Work to complete: Copy each line of the records below that has "TypeName" in it.

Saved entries
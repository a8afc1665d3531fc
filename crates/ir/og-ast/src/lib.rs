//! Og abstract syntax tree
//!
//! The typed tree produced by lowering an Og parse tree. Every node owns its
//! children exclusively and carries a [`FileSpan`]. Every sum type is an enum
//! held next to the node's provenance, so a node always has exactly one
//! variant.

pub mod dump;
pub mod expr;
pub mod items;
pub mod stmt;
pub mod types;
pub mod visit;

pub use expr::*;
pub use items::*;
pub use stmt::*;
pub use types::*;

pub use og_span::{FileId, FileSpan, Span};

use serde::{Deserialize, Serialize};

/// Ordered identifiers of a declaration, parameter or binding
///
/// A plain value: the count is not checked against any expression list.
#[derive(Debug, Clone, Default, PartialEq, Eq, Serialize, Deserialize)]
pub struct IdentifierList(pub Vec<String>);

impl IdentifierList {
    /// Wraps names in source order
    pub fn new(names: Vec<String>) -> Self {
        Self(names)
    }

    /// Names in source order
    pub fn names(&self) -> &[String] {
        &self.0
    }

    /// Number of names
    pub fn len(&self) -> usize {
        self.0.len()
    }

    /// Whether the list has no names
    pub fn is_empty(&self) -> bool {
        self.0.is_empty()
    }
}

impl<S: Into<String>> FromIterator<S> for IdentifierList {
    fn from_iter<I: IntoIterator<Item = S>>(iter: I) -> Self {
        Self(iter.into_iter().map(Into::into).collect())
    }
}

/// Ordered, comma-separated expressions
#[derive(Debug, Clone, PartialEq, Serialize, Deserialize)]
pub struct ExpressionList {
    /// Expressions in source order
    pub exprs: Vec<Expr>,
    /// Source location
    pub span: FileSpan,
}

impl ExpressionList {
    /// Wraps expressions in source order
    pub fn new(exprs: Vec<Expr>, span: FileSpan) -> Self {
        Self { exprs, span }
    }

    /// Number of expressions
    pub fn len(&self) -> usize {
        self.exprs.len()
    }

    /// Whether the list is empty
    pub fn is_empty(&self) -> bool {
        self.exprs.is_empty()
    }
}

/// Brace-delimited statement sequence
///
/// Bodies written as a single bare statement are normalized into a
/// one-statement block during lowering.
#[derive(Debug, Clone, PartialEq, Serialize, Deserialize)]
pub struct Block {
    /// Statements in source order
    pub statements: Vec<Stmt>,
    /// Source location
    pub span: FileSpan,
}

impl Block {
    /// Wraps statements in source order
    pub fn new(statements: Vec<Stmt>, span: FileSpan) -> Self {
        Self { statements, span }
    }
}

==

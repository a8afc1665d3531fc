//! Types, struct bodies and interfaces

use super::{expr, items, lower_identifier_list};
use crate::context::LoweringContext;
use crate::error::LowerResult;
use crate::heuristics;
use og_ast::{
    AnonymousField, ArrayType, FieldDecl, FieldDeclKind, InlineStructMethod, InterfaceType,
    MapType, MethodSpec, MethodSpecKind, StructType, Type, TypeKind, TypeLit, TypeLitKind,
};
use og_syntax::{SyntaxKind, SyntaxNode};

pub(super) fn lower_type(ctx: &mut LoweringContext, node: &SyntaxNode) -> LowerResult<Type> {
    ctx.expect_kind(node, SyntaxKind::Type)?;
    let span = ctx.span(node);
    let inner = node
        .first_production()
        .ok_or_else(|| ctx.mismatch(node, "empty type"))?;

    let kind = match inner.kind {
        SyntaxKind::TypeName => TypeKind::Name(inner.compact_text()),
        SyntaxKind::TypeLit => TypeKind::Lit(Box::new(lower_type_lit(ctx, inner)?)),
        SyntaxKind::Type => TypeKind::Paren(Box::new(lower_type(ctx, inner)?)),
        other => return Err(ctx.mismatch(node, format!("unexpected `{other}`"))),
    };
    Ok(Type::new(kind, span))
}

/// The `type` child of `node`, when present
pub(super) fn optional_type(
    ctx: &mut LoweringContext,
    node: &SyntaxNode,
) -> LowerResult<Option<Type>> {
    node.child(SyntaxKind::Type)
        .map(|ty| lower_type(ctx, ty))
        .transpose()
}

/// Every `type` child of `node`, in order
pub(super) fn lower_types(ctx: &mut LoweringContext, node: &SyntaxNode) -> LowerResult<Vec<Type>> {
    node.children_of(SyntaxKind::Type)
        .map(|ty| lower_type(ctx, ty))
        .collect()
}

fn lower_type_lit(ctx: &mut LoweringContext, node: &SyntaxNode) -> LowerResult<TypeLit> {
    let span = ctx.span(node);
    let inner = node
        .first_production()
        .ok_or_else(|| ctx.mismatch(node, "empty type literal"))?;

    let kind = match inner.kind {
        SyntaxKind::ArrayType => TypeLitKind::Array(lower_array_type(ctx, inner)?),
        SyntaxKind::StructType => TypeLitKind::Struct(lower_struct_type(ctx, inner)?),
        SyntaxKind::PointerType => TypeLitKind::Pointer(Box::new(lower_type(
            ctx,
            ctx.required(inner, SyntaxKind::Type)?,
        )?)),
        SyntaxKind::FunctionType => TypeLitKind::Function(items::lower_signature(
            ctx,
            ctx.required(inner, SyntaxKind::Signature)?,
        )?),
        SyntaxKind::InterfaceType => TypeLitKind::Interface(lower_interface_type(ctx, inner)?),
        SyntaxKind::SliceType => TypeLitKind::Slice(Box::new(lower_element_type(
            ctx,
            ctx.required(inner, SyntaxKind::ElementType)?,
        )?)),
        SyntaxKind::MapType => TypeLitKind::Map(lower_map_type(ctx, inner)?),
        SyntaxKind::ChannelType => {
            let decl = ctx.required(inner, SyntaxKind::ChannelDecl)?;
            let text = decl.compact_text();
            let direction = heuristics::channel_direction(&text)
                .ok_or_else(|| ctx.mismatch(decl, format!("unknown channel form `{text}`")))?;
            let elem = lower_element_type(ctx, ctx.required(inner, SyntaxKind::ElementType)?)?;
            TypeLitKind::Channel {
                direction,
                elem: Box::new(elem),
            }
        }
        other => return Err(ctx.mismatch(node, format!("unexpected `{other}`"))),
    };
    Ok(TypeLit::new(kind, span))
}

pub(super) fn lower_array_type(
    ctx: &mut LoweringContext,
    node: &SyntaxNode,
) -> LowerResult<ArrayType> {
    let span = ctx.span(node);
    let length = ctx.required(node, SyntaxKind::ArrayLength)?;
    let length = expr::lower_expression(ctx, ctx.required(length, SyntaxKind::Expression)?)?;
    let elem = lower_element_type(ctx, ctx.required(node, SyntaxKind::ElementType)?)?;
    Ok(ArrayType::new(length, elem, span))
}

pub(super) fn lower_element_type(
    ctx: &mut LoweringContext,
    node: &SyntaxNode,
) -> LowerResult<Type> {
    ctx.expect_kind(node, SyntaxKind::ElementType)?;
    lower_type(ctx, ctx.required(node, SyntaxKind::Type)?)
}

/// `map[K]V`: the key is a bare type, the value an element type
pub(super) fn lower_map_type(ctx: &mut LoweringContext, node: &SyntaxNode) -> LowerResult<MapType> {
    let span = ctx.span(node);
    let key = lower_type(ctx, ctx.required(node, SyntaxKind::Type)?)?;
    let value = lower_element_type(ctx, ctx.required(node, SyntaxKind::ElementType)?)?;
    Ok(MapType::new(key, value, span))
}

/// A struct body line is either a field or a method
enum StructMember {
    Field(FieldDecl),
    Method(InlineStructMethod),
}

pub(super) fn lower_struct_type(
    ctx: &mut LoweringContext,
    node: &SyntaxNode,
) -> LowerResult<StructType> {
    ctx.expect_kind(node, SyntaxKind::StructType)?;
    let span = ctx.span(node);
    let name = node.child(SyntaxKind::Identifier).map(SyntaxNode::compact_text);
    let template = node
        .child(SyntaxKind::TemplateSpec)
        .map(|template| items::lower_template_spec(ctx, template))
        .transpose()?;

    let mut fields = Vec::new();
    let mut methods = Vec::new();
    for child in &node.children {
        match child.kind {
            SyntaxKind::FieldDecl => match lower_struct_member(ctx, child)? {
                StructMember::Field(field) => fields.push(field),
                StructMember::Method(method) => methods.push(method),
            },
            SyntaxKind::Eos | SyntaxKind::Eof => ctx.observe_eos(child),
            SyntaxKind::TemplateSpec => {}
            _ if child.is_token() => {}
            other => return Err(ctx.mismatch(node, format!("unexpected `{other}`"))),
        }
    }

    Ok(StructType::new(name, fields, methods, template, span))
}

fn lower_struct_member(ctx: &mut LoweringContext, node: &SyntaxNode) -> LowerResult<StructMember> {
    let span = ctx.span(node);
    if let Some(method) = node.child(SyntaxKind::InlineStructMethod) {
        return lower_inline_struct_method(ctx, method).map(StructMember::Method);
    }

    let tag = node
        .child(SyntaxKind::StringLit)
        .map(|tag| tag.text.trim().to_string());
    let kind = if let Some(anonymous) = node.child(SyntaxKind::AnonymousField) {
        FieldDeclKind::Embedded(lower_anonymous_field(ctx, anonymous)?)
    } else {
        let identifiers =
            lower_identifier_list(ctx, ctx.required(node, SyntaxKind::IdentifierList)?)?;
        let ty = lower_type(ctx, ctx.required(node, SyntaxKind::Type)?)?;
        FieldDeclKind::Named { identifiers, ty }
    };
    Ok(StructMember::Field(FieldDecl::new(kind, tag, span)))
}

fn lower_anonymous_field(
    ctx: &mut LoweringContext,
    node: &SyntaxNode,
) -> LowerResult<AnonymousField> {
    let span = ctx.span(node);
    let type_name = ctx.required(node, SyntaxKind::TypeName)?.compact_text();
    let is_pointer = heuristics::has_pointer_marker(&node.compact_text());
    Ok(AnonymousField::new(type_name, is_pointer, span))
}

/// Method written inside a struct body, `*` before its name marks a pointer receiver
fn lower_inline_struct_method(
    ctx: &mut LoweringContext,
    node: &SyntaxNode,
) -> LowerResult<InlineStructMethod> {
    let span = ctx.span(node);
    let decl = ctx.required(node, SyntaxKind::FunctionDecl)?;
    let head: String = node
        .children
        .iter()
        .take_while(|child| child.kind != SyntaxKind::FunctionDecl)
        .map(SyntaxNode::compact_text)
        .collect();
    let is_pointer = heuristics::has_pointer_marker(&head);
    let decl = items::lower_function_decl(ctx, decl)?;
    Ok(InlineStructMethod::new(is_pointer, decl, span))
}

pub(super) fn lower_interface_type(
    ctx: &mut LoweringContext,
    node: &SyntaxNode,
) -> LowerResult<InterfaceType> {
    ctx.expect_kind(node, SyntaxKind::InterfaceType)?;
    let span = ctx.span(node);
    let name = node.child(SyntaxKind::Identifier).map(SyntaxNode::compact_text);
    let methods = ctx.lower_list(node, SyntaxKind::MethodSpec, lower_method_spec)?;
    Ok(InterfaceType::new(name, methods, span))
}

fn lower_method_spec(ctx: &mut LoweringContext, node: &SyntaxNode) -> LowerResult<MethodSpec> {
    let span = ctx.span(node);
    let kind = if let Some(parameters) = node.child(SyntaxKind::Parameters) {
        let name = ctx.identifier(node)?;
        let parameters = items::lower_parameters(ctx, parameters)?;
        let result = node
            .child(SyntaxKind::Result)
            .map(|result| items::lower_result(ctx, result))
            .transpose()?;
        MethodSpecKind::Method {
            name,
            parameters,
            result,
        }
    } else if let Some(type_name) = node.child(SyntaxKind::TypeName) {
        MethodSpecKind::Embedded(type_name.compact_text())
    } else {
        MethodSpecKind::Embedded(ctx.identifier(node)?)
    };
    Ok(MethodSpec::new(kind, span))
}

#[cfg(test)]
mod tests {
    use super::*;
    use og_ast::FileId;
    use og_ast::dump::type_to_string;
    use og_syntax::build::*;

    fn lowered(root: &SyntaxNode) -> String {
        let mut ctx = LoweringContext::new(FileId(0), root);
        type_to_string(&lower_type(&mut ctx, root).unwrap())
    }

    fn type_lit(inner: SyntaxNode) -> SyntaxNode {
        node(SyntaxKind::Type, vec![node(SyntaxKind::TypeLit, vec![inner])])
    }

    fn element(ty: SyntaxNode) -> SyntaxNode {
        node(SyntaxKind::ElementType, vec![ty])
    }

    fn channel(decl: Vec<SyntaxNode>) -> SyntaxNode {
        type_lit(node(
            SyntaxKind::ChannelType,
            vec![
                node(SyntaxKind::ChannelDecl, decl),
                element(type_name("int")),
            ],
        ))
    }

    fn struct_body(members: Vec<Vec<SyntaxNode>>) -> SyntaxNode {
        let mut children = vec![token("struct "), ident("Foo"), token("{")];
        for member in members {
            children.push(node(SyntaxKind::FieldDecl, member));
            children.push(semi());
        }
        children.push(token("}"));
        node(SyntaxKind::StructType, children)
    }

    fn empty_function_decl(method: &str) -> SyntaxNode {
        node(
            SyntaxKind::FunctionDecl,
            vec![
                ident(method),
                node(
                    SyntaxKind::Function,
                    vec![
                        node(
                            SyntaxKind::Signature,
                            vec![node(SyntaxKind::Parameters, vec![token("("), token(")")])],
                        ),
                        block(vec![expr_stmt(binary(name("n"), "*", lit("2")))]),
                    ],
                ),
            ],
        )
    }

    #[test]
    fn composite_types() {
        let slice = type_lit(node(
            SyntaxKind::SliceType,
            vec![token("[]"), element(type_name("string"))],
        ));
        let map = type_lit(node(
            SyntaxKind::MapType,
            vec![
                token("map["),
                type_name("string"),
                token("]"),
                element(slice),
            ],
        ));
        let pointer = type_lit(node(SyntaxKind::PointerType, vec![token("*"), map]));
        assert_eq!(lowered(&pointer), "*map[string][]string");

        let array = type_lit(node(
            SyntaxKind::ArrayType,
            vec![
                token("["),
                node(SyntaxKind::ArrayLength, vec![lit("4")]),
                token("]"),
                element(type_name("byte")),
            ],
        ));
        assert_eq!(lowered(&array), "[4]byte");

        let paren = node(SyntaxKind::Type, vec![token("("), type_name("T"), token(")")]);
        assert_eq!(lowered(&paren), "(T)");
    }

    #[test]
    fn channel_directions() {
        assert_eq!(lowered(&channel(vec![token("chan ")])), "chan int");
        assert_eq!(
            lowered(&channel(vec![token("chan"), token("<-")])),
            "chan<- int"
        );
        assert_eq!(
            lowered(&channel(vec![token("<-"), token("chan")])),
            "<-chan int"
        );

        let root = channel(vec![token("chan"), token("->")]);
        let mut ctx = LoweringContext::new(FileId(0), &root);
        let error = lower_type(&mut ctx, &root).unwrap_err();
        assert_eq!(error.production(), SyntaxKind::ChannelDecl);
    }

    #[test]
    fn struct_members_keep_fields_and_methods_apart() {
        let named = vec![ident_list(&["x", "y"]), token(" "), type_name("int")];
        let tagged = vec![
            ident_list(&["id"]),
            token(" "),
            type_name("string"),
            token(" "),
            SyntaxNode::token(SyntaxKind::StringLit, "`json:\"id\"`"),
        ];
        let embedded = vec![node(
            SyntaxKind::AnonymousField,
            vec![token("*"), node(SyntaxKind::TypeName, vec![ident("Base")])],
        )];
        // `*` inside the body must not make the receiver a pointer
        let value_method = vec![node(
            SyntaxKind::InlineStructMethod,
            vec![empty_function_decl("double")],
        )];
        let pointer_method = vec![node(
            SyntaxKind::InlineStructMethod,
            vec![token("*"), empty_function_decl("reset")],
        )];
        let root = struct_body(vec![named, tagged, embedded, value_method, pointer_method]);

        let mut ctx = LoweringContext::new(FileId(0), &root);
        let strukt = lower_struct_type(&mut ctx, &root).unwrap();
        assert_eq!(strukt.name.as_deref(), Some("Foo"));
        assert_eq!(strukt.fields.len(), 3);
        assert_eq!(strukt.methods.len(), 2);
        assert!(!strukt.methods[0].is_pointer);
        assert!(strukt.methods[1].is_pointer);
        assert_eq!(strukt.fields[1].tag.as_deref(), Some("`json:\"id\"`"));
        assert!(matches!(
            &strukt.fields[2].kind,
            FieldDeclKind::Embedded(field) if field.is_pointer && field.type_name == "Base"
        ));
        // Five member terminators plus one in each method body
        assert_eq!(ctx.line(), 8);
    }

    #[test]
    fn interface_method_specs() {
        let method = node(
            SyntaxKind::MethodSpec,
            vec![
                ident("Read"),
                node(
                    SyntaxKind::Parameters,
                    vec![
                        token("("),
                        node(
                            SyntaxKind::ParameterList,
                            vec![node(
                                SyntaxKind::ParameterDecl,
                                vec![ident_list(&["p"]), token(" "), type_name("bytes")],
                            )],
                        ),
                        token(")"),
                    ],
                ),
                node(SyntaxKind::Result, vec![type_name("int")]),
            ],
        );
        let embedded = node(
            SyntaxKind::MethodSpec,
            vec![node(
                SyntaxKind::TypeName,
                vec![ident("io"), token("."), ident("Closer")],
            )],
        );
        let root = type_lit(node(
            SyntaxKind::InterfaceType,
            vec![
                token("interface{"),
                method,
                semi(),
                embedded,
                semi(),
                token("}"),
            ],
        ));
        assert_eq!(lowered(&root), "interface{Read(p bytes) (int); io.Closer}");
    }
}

* * *

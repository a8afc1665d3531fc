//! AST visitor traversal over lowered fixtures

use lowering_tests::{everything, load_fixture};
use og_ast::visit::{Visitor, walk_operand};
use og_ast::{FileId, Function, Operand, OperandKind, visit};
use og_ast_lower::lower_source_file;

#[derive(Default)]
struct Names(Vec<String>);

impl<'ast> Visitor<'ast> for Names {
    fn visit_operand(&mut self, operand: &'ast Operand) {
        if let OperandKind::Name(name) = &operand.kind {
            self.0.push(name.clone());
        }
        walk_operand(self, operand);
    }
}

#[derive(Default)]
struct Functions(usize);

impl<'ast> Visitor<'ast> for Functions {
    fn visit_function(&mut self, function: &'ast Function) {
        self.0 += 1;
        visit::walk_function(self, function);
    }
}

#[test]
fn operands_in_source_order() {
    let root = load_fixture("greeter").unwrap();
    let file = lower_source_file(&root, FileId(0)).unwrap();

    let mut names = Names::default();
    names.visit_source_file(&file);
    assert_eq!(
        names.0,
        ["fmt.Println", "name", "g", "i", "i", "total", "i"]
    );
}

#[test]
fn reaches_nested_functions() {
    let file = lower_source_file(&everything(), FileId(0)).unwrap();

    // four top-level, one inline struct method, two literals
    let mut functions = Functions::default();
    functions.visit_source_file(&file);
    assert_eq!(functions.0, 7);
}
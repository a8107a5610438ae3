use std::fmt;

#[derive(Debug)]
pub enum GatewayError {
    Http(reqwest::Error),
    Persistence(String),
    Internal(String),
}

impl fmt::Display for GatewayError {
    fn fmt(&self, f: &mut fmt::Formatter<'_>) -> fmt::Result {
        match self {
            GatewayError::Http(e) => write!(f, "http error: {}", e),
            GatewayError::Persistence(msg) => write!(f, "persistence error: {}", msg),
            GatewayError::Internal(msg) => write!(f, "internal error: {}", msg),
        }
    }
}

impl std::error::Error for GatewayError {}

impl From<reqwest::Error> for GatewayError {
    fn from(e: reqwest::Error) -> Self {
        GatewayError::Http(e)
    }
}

Output of the task:
        SyntaxKind::TypeName => TypeKind::Name(inner.compact_text()),
    let type_name = ctx.required(node, SyntaxKind::TypeName)?.compact_text();
    } else if let Some(type_name) = node.child(SyntaxKind::TypeName) {
            vec![token("*"), node(SyntaxKind::TypeName, vec![ident("Base")])],
                SyntaxKind::TypeName,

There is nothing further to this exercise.